Looking excellent dude, good luck with the contest.


----------



## Murmel (Apr 20, 2012)

Great work dude. Everything I've seen from lean gains has been amazing.
Makes me feel like an ass because I haven't been able to work out this entire week, but tomorrow I'm gonna kill it.


----------



## UnderTheSign (Apr 20, 2012)

Solid progress. Shows what a tan (?) and a lower fat % can do to how you look.


----------



## cwhitey2 (Apr 20, 2012)

Shit son. Good job.


----------



## Infamous Impact (Apr 20, 2012)

Insane transformation. Hope you win, you deserve it with all that hard work.


----------



## JStraitiff (Apr 20, 2012)

I blame the tan


----------



## TRENCHLORD (Apr 20, 2012)

Infamous Impact said:


> Insane transformation. Hope you win, you deserve it with all that hard work.


 
Some one should send word to Carvin (joking of course) that a huge order is on the way.


----------



## Uncreative123 (Apr 20, 2012)

I'll try to cover a little more in this post. Again, the one thing I can't stress enough is how diet is everything. I've often heard diet is 50%, but I think it's more like 99%. Everybody who's trying to lose weight reading this and understands it is already lifting and probably doing so at a moderate level, so I won't go into details about lifting routines. That really wasn't what helped my transformation, but it definitely had to be solid. It was something I already did so I don't really count it as part of the transformation. The one thing I changed was some light/moderate cardio, usually in the morning while fasted. 

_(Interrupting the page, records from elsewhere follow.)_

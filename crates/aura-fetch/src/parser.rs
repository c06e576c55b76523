//! Stateful parsing of downloader output.

use std::path::{Path, PathBuf};

use crate::matcher::{LineSignal, OutputMatcher, PathPriority, YtDlpMatcher};

/// Result of feeding one line to a [`ProgressParser`].
#[derive(Debug, Clone, PartialEq, Eq)]
pub enum ParsedLine {
    /// Forward the line to the user.
    Log(String),
    /// The host is throttling; the line is replaced by a rate-limit event.
    RateLimited(String),
}

/// Final output file recovered from the downloader's output.
#[derive(Debug, Clone, PartialEq, Eq)]
pub struct ResolvedOutput {
    /// Absolute path of the produced file.
    pub path: PathBuf,
    /// Strength of the signal that set it.
    pub priority: PathPriority,
}

impl ResolvedOutput {
    /// Returns true once a post-processor has confirmed the path.
    #[must_use]
    pub fn is_authoritative(&self) -> bool {
        self.priority == PathPriority::PostProcessed
    }
}

/// Tracks the downloader's output line by line.
///
/// The resolved path follows these rules:
///
/// - a post-processor line always sets it
/// - a destination line sets it unless a post-processor already did
/// - an already-downloaded line sets it only if nothing else has
#[derive(Debug)]
pub struct ProgressParser<M = YtDlpMatcher> {
    matcher: M,
    base_dir: PathBuf,
    resolved: Option<ResolvedOutput>,
}

impl ProgressParser<YtDlpMatcher> {
    /// Creates a parser for `yt-dlp` output. Relative paths resolve against
    /// `base_dir`.
    #[must_use]
    pub fn new(base_dir: impl Into<PathBuf>) -> Self {
        Self::with_matcher(YtDlpMatcher, base_dir)
    }
}

impl<M: OutputMatcher> ProgressParser<M> {
    /// Creates a parser with a custom matcher.
    #[must_use]
    pub fn with_matcher(matcher: M, base_dir: impl Into<PathBuf>) -> Self {
        Self {
            matcher,
            base_dir: base_dir.into(),
            resolved: None,
        }
    }

    /// Classifies one line and updates the resolved path.
    pub fn feed(&mut self, line: &str) -> ParsedLine {
        match self.matcher.classify(line) {
            LineSignal::Plain => {}
            LineSignal::RateLimited => return ParsedLine::RateLimited(line.to_string()),
            LineSignal::OutputPath { path, priority } => self.offer(path, priority),
        }
        ParsedLine::Log(line.to_string())
    }

    fn offer(&mut self, path: PathBuf, priority: PathPriority) {
        let accept = match &self.resolved {
            None => true,
            Some(current) => match priority {
                PathPriority::PostProcessed => true,
                PathPriority::Destination => !current.is_authoritative(),
                PathPriority::AlreadyDownloaded => false,
            },
        };
        if accept {
            let path = if path.is_absolute() {
                path
            } else {
                self.base_dir.join(path)
            };
            log::debug!("output path ({priority:?}): {}", path.display());
            self.resolved = Some(ResolvedOutput { path, priority });
        }
    }

    /// The output path recovered so far.
    #[must_use]
    pub fn resolved_path(&self) -> Option<&Path> {
        self.resolved.as_ref().map(|r| r.path.as_path())
    }

    /// The output recovered so far, with its priority.
    #[must_use]
    pub const fn resolved(&self) -> Option<&ResolvedOutput> {
        self.resolved.as_ref()
    }

    /// Consumes the parser, returning the recovered output path.
    #[must_use]
    pub fn into_resolved_path(self) -> Option<PathBuf> {
        self.resolved.map(|r| r.path)
    }
}

#[cfg(test)]
mod tests {
    use super::*;

    #[test]
    fn test_merge_overrides_destination() {
        let mut parser = ProgressParser::new("/dl");
        parser.feed("[download] Destination: /dl/v.f137.mp4");
        parser.feed("[download] Destination: /dl/v.f140.m4a");
        assert_eq!(parser.resolved_path(), Some(Path::new("/dl/v.f140.m4a")));
        parser.feed(r#"[Merger] Merging formats into "/dl/v.mp4""#);
        parser.feed("[download] Destination: /dl/other.mp4");
        assert_eq!(parser.resolved_path(), Some(Path::new("/dl/v.mp4")));
        assert!(parser.resolved().unwrap().is_authoritative());
    }

    #[test]
    fn test_already_downloaded_only_if_unset() {
        let mut parser = ProgressParser::new("/dl");
        parser.feed("[download] /dl/a.mp4 has already been downloaded");
        assert_eq!(parser.resolved_path(), Some(Path::new("/dl/a.mp4")));
        parser.feed("[download] /dl/b.mp4 has already been downloaded");
        assert_eq!(parser.resolved_path(), Some(Path::new("/dl/a.mp4")));
        parser.feed("[download] Destination: /dl/c.mp4");
        assert_eq!(parser.resolved_path(), Some(Path::new("/dl/c.mp4")));
    }

    #[test]
    fn test_relative_paths_resolved_against_destination() {
        let mut parser = ProgressParser::new("/music");
        parser.feed("[ExtractAudio] Destination: Artist - Song.mp3");
        assert_eq!(
            parser.into_resolved_path(),
            Some(PathBuf::from("/music/Artist - Song.mp3"))
        );
    }

    #[test]
    fn test_lines_forwarded_and_rate_limit_replaced() {
        let mut parser = ProgressParser::new("/dl");
        assert_eq!(
            parser.feed("[download]  50.0% of 1MiB"),
            ParsedLine::Log("[download]  50.0% of 1MiB".into())
        );
        assert_eq!(
            parser.feed("[download] Destination: /dl/x.mp4"),
            ParsedLine::Log("[download] Destination: /dl/x.mp4".into())
        );
        assert!(matches!(
            parser.feed("ERROR: HTTP Error 429: Too Many Requests"),
            ParsedLine::RateLimited(_)
        ));
    }

    #[test]
    fn test_no_path_without_signals() {
        let mut parser = ProgressParser::new("/dl");
        parser.feed("[youtube] abc: Downloading webpage");
        assert!(parser.resolved_path().is_none());
    }

    struct EveryLineIsAFile;

    impl OutputMatcher for EveryLineIsAFile {
        fn classify(&self, line: &str) -> LineSignal {
            LineSignal::OutputPath {
                path: PathBuf::from(line),
                priority: PathPriority::Destination,
            }
        }
    }

    #[test]
    fn test_custom_matcher() {
        let mut parser = ProgressParser::with_matcher(EveryLineIsAFile, "/base");
        parser.feed("one.bin");
        parser.feed("two.bin");
        assert_eq!(parser.resolved_path(), Some(Path::new("/base/two.bin")));
    }
}
//! Splitting raw process output into lines.

/// Incremental splitter for process output.
///
/// Lines end at `\n` or `\r`; the transcoder rewrites its stats line in place
/// with bare carriage returns, so both count as terminators. Empty lines are
/// dropped and invalid UTF-8 is replaced rather than rejected.
#[derive(Debug, Default)]
pub struct LineSplitter {
    pending: Vec<u8>,
}

impl LineSplitter {
    /// Creates an empty splitter.
    #[must_use]
    pub const fn new() -> Self {
        Self {
            pending: Vec::new(),
        }
    }

    /// Feeds a chunk and returns every line it completes.
    pub fn push(&mut self, chunk: &[u8]) -> Vec<String> {
        let mut lines = Vec::new();
        for &byte in chunk {
            if byte == b'\n' || byte == b'\r' {
                if let Some(line) = self.take_line() {
                    lines.push(line);
                }
            } else {
                self.pending.push(byte);
            }
        }
        lines
    }

    /// Returns the trailing partial line, if any.
    pub fn finish(&mut self) -> Option<String> {
        self.take_line()
    }

    fn take_line(&mut self) -> Option<String> {
        if self.pending.is_empty() {
            return None;
        }
        let line = String::from_utf8_lossy(&self.pending).into_owned();
        self.pending.clear();
        if line.trim().is_empty() { None } else { Some(line) }
    }
}

#[cfg(test)]
mod tests {
    use super::*;

    #[test]
    fn test_newline_and_carriage_return() {
        let mut splitter = LineSplitter::new();
        let lines = splitter.push(b"one\ntwo\r\nthree\rfour");
        assert_eq!(lines, vec!["one", "two", "three"]);
        assert_eq!(splitter.finish(), Some("four".to_string()));
        assert_eq!(splitter.finish(), None);
    }

    #[test]
    fn test_lines_across_chunks() {
        let mut splitter = LineSplitter::new();
        assert!(splitter.push(b"[download]  12").is_empty());
        assert!(splitter.push(b".5% of 10MiB").is_empty());
        assert_eq!(splitter.push(b"\r"), vec!["[download]  12.5% of 10MiB"]);
    }

    #[test]
    fn test_empty_lines_dropped() {
        let mut splitter = LineSplitter::new();
        assert_eq!(splitter.push(b"\n\n\r\r  \na\n"), vec!["a"]);
    }

    #[test]
    fn test_invalid_utf8_replaced() {
        let mut splitter = LineSplitter::new();
        let lines = splitter.push(b"caf\xff\n");
        assert_eq!(lines, vec!["caf\u{fffd}"]);
    }

    #[test]
    fn test_multibyte_split_across_chunks() {
        let mut splitter = LineSplitter::new();
        let bytes = "naïve\n".as_bytes();
        assert!(splitter.push(&bytes[..3]).is_empty());
        assert_eq!(splitter.push(&bytes[3..]), vec!["naïve"]);
    }
}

The most important thing was definitely the lean gains method of fasting for 16 hours and eating for 8 hours. I adhered to that pretty strictly. I'm never hungry in the mornings so it worked really well for me. By fasting it increases your insulin sensitivity and everything else. I won't bore you with all the details, you can read about them for yourself on the leangains site. It's really what helped me RETAIN muscle while dropping fat. As long as you make sure you pulse through the day with BCAA's you should be all set. That was the most important part for muscle retention. 

Lifting with a purpose is really important too. Prior to this contest I really felt like I was just going through the motions and my weightlifting didn't have much purpose. This contest was the thing that got me motivated. I respond very well to competition. I'll probably always have to do competitions like these to keep motivated from here on out. But whatever it takes. One of the things that helped get me through it was writing down all the days on the calender and being aware that there was a deadline that had to be met. I wrote out every day on the calender and marked off each day as it went by. I think that was incredibly helpful mentally. Dieting is all about will power and mental strength. Fasting/low-carbing for ONE day seems a lot easier than trying to think of it in terms of weeks. Just telling myself to get through THIS day and then I can eat more tomorrow helped me get through the whole thing. Just one day at a time. I kept track of my progress...almost daily, but did pictures only once a week, on Mondays. I had my routine, go to the gas station, get a paper, do pics. etc. Routine is always good for this stuff.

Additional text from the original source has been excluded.